**Provided entries:**
━━━━━━━━━━━━━━━━━━━━━━━━━━━━━━

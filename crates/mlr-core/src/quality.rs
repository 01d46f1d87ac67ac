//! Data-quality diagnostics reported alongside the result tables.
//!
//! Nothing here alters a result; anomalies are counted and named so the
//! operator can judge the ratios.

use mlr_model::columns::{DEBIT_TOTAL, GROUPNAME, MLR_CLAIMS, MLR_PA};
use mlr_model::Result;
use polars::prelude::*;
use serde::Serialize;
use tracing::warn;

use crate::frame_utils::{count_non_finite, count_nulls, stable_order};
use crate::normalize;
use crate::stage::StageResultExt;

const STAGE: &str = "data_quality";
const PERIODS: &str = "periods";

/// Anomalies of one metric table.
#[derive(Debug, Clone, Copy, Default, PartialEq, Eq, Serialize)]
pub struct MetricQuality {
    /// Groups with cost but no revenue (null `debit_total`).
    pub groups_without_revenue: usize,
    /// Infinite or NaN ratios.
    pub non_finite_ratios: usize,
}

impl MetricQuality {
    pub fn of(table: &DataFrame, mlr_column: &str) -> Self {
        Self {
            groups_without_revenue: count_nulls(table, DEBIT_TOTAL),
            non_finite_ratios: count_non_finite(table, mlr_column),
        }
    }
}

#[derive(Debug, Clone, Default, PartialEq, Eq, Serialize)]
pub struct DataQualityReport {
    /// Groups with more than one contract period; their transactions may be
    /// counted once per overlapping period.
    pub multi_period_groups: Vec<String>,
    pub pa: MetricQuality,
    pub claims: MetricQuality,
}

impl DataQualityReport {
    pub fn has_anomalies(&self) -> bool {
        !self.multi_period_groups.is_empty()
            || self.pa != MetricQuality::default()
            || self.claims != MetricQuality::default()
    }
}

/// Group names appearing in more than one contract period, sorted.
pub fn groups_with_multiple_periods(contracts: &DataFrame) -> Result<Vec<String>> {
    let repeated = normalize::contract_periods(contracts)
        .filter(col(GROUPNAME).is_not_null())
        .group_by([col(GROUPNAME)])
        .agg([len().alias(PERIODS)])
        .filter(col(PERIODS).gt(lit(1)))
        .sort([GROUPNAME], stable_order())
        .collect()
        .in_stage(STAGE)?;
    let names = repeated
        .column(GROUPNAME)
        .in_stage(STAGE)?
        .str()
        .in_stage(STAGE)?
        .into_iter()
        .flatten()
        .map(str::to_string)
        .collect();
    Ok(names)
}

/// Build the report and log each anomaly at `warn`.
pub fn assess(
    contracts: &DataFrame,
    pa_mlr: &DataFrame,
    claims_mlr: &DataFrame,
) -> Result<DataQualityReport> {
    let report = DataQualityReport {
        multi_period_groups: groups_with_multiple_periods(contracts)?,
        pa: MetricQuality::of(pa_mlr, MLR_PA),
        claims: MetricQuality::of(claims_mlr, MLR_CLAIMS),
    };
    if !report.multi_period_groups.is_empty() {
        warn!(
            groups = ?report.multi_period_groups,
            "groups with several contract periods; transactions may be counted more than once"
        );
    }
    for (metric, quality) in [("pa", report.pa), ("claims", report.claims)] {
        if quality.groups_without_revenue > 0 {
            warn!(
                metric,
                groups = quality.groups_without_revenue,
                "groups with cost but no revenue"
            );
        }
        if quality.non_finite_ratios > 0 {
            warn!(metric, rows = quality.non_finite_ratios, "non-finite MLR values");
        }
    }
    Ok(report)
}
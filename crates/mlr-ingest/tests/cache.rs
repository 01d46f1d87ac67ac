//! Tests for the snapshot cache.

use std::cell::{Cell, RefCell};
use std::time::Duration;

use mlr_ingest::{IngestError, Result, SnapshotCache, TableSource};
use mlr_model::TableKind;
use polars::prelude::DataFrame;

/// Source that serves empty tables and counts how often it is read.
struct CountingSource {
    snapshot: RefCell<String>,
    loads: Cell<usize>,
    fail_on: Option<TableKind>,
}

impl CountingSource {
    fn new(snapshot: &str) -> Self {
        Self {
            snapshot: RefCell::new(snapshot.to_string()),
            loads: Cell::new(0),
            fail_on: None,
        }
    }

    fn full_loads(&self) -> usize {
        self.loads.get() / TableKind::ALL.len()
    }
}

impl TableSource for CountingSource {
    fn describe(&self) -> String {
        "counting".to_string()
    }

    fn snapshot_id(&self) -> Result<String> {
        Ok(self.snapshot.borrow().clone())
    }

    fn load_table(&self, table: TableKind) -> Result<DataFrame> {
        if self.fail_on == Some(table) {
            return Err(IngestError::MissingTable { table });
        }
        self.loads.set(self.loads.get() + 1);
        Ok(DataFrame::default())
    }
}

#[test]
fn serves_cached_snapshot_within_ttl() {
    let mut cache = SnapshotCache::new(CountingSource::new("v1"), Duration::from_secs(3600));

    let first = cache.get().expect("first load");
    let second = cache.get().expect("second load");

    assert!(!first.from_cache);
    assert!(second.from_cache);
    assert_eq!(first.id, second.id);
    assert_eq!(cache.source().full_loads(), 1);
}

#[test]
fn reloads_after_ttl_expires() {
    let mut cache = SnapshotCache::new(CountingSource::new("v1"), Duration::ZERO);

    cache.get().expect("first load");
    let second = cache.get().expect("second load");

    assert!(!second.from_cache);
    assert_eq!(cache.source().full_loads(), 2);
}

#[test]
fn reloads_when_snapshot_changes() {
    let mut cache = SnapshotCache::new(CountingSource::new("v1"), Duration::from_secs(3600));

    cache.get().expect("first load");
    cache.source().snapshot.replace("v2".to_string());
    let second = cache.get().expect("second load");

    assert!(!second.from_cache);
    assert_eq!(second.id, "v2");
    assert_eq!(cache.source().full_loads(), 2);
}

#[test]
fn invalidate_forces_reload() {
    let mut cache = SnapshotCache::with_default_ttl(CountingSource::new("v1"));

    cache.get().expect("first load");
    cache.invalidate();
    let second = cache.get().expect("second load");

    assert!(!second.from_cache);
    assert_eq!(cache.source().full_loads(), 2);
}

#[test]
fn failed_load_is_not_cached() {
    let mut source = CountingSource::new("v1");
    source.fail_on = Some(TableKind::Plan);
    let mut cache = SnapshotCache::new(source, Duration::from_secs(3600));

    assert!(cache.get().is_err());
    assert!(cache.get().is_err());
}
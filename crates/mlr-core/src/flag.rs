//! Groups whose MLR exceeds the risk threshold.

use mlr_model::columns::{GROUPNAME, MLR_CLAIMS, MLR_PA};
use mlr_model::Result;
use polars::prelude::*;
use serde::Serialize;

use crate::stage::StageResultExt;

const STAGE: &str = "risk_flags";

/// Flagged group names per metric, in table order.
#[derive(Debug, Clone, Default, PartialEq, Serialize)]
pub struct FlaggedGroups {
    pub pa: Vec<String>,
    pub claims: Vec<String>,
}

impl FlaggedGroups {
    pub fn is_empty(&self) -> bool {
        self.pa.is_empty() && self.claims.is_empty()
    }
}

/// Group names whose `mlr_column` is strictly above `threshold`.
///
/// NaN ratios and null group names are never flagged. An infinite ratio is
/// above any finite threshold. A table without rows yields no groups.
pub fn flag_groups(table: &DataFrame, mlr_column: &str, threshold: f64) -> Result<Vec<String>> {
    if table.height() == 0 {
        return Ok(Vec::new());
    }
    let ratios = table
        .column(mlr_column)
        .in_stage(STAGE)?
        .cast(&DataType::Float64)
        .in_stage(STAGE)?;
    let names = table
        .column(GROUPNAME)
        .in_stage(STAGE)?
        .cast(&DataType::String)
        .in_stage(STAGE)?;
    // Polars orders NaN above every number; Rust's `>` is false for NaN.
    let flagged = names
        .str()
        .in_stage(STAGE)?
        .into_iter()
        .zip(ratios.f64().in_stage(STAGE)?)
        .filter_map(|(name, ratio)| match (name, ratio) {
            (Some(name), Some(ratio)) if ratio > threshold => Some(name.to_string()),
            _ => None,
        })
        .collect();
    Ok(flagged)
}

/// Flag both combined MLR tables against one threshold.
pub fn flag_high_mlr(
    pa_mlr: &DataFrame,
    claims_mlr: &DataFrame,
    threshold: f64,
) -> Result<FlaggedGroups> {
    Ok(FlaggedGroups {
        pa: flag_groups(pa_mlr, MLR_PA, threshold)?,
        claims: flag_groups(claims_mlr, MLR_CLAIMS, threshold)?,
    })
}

━━━━━━━━━━━━━━━━━━━━━━━━━━━━━━

From the records above, copy every line that holds the word "TableSource".

**Response:**
use mlr_ingest::{IngestError, Result, SnapshotCache, TableSource};
impl TableSource for CountingSource {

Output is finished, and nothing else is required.